Tuesday, August 05, 2008

Wow! I finally meet the chainsaw artist!

We whizzed past this Viking on our way up to the Little Susitna River overlook in the afternoon; Dotter promised faithfully that we would stop on our return trip. As you know by now, I've a weakness for chainsaw art. Besides, I promised a post for the inner he-man & what, I ask, could be more studly than creating statuary with a chain saw!

Though I do admire Viking stalwarts, a closer look told me that this fellow was definitely a follower, not a leader of men. All muscle, he looks to be.

Here's the Big Picture of what closer inspection revealed -- an outdoor studio for the sculptor and his partner, with several works in progress:

...a sturdy chair for the Round Table, hollowed from a large log...

...a large Welcome sign, held by two standard Alaskan chain saw bears, plus several other bears in various stages of emergence from spruce logs.

Jimmy Kitchen is the chain saw man, here with two of his smaller bears. He was interested to know that there are carvers, as they style themselves, back in Prescott in Arizona and we also compared notes on our mutual bark beetle problems. In Alaska, it is the spruce tree that is under attack and apparently a great many trees have died. In fact, I've seen a number of dead spruce, which are quite black, unlike the pale needles on our dying Ponderosa pines.

Jimmy has won ribbons for his work in competitions around the state. Featured in the cafe is the unusual whale (below), complete to barnacles on its flippers and tail.

Among the finished carvings on display near the highway were the wildlife totem (above) and the toadstool (below).

Also a bright red flower, courtesy of Jimmy's sculpting partner who's also his girlfriend.


TomboCheck said...

I feel manlier(?) already!

Nothing like chainsaw art in the morning. :)

Lucy said...

They really are impressive, aren't they? I like the whale especially.

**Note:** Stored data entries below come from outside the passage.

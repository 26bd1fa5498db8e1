//! Predict - Query handler for a single-date period prediction.

use std::sync::Arc;

use chrono::NaiveDate;

use crate::domain::cycle::{CyclePredictor, CycleProfile, PredictionResult};
use crate::domain::foundation::DomainError;
use crate::ports::ProfileStore;

use super::require_profile;

/// Query for the prediction on a given date.
#[derive(Debug, Clone)]
pub struct PredictQuery {
    pub date: NaiveDate,
}

/// Prediction together with the profile it was computed from.
#[derive(Debug, Clone)]
pub struct PredictResult {
    pub date: NaiveDate,
    pub profile: CycleProfile,
    pub prediction: PredictionResult,
    pub next_period_start: NaiveDate,
}

/// Handler for predictions against the stored profile.
pub struct PredictHandler {
    store: Arc<dyn ProfileStore>,
}

impl PredictHandler {
    pub fn new(store: Arc<dyn ProfileStore>) -> Self {
        Self { store }
    }

    pub async fn handle(&self, query: PredictQuery) -> Result<PredictResult, DomainError> {
        let profile = require_profile(self.store.as_ref()).await?;
        let prediction = CyclePredictor::predict(&profile, query.date);
        let next_period_start = CyclePredictor::next_period_start(&profile, query.date)?;

        tracing::debug!(
            date = %query.date,
            will_have_period = prediction.will_have_period,
            confidence = ?prediction.confidence,
            "Computed prediction"
        );

        Ok(PredictResult {
            date: query.date,
            profile,
            prediction,
            next_period_start,
        })
    }
}
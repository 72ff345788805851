//! Error types for strata.

/// Errors that can occur when configuring a chunker.
///
/// Splitting itself never fails: malformed or absent structure always
/// degrades to a well-defined fallback. The only error-worthy condition is
/// a configuration that would make forward progress impossible.
#[derive(Debug, Clone, thiserror::Error)]
pub enum Error {
    /// Invalid chunk size (must be > 0).
    #[error("invalid configuration: chunk size {0} (must be > 0)")]
    InvalidChunkSize(usize),

    /// Overlap must be strictly smaller than the chunk size, otherwise the
    /// character-level fallback could not advance.
    #[error("invalid configuration: overlap {overlap} must be smaller than chunk size {size}")]
    OverlapExceedsSize {
        /// The chunk size.
        size: usize,
        /// The overlap that was too large.
        overlap: usize,
    },

    /// Minimum packed length exceeds the maximum.
    #[error("invalid configuration: min length {min} exceeds max length {max}")]
    MinExceedsMax {
        /// The minimum chunk length.
        min: usize,
        /// The maximum chunk length.
        max: usize,
    },
}

/// Result type for strata operations.
pub type Result<T> = std::result::Result<T, Error>;

/// Reject size/overlap pairs that could not make forward progress.
pub(crate) fn validate_bounds(chunk_size: usize, overlap: usize) -> Result<()> {
    if chunk_size == 0 {
        return Err(Error::InvalidChunkSize(chunk_size));
    }
    if overlap >= chunk_size {
        return Err(Error::OverlapExceedsSize {
            size: chunk_size,
            overlap,
        });
    }
    Ok(())
}
//! Paragraph-window splitting with overlap.
//!
//! The general-purpose strategy for text without useful Markdown
//! structure: pack paragraphs up to a size budget, then seed each new
//! chunk with the tail of the previous one.
//!
//! ```text
//! chunk_size = 6, overlap = 2, separator = "\n\n"
//!
//! "P1\n\nP2\n\nP3"
//!
//! Chunk 0: "P1\n\nP2"
//! Chunk 1: "P2\n\nP3"   <- starts with the last 2 chars of chunk 0
//! ```
//!
//! Natural paragraph boundaries are respected over raw character cuts; a
//! single paragraph larger than the budget is emitted whole (callers that
//! need to break those too use [`RecursiveChunker`](crate::RecursiveChunker)).

use crate::error::validate_bounds;
use crate::normalize::{char_suffix, count_chars, normalize};
use crate::{Chunk, Chunker, Result};

/// Paragraph-aware splitter with trailing-overlap carry.
///
/// ## Example
///
/// ```rust
/// use strata::OverlapChunker;
///
/// let chunker = OverlapChunker::new(6, 2).unwrap();
/// let chunks = chunker.split("P1\n\nP2\n\nP3");
/// assert_eq!(chunks, ["P1\n\nP2", "P2\n\nP3"]);
/// ```
#[derive(Debug, Clone)]
pub struct OverlapChunker {
    chunk_size: usize,
    overlap: usize,
    separator: String,
}

impl Default for OverlapChunker {
    /// The defaults of [`ChunkConfig`](crate::ChunkConfig): 1500-char
    /// windows with a 200-char overlap.
    fn default() -> Self {
        Self {
            chunk_size: 1500,
            overlap: 200,
            separator: "\n\n".to_string(),
        }
    }
}

impl OverlapChunker {
    /// Create a splitter with the `"\n\n"` paragraph separator.
    ///
    /// # Errors
    ///
    /// Fails fast when `chunk_size == 0` or `overlap >= chunk_size`.
    pub fn new(chunk_size: usize, overlap: usize) -> Result<Self> {
        validate_bounds(chunk_size, overlap)?;
        Ok(Self {
            chunk_size,
            overlap,
            separator: "\n\n".to_string(),
        })
    }

    /// Replace the paragraph separator.
    #[must_use]
    pub fn with_separator(mut self, separator: impl Into<String>) -> Self {
        self.separator = separator.into();
        self
    }

    /// Split text into overlapping paragraph windows.
    ///
    /// Each emitted chunk is trimmed; whitespace-only accumulations are
    /// dropped. Empty input yields an empty vec.
    #[must_use]
    pub fn split(&self, text: &str) -> Vec<String> {
        if text.is_empty() {
            return Vec::new();
        }
        let text = normalize(text);
        let sep_len = count_chars(&self.separator);

        let mut chunks = Vec::new();
        let mut acc = String::new();
        let mut acc_len = 0usize;

        for paragraph in text.split(self.separator.as_str()) {
            let para_len = count_chars(paragraph);

            if acc_len + para_len + sep_len > self.chunk_size && !acc.is_empty() {
                let trimmed = acc.trim();
                if !trimmed.is_empty() {
                    chunks.push(trimmed.to_string());
                }
                // Seed the next chunk with the tail of the one just
                // emitted (pre-trim, so the tail is exactly what the
                // accumulator held).
                if self.overlap > 0 && acc_len > self.overlap {
                    let seed = char_suffix(&acc, self.overlap).to_string();
                    acc_len = self.overlap + sep_len + para_len;
                    acc = seed;
                    acc.push_str(&self.separator);
                    acc.push_str(paragraph);
                } else {
                    acc = paragraph.to_string();
                    acc_len = para_len;
                }
            } else if acc.is_empty() {
                acc = paragraph.to_string();
                acc_len = para_len;
            } else {
                acc.push_str(&self.separator);
                acc.push_str(paragraph);
                acc_len += sep_len + para_len;
            }
        }

        let trimmed = acc.trim();
        if !trimmed.is_empty() {
            chunks.push(trimmed.to_string());
        }

        chunks
    }
}

impl Chunker for OverlapChunker {
    fn chunk(&self, text: &str) -> Vec<Chunk> {
        self.split(text).into_iter().map(Chunk::new).collect()
    }

    fn estimate_chunks(&self, text_len: usize) -> usize {
        (text_len / self.chunk_size).max(1)
    }
}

My niece had a boyfriend who did chainsaw art, he did a relirf carving on a beam in my brothers house of leaves that was surprisingly delicate - though he may have used an angle grinder for that!

Anonymous said...

Great post, I really enjoyed it. I would probably cut and arm off trying that.

Anonymous said...

Glacier photos from OmegaDotter, and flowers and chain saw art from you, GrannyJ!

You are spoiling us, and please do not stop!

~Anon in AV.

Granny J said...

tombo -- you know you would love to have one of those bears smiling at you when you wake up!

lucy -- a chauvinist pig I am == I always figured that the chainsaw sculpt was a peculiarly American folk art from the machine age. The first time I consulting The Google on the subject, I was quite disabused, with gnomes from Norway, Koi from Japan and no end of other critters from around the world, all done-up with the ubiquitous chainsaw.

steve -- you and me both; chainsaws scare the bejeesus out of me.

anon av -- you'd be amazed at what's up in a few days. However, I've got to take time out from the quirky to do just a little bit of landscapes. They're awesome, beautiful -- and piling up in my photofile.

meggie said...

Such interesting entries, as usual.
The hanging flowers are a bit of a surprise.

Granny J said...

meggie --the flowers were much more of a surprise than the chainsaw art in this very Paul Bunyan-ish sort of country, you can believe!

Anonymous said...

Didn't Michelangelo say that every log or stump already has a sculpture inside it. You only have to chainsaw the extraneous wood out of the way.

Well...somebody said it.

Granny J said...

boonie -- something like that...

Anonymous said...


I am wondering if anyone knows a chain saw artist looking for wood to sculpt. I have a good bit of a eucalyptis tree that got torn up by a recent storm. What is left is fairly substantial and I could see someone with chainsaw artistic talent doing justice to what is left of the tree. I have to cut its sister down too (unfortunately). Let me know!! Ann 480-277-7260

Granny J said...

I wish that I could help you, Ann -- unfortunately, I am not acquainted with any of the local chain saw sculptors around town. It does seem to be a waste not to make use of your tree, though I understand that many eucalypts are pretty tough.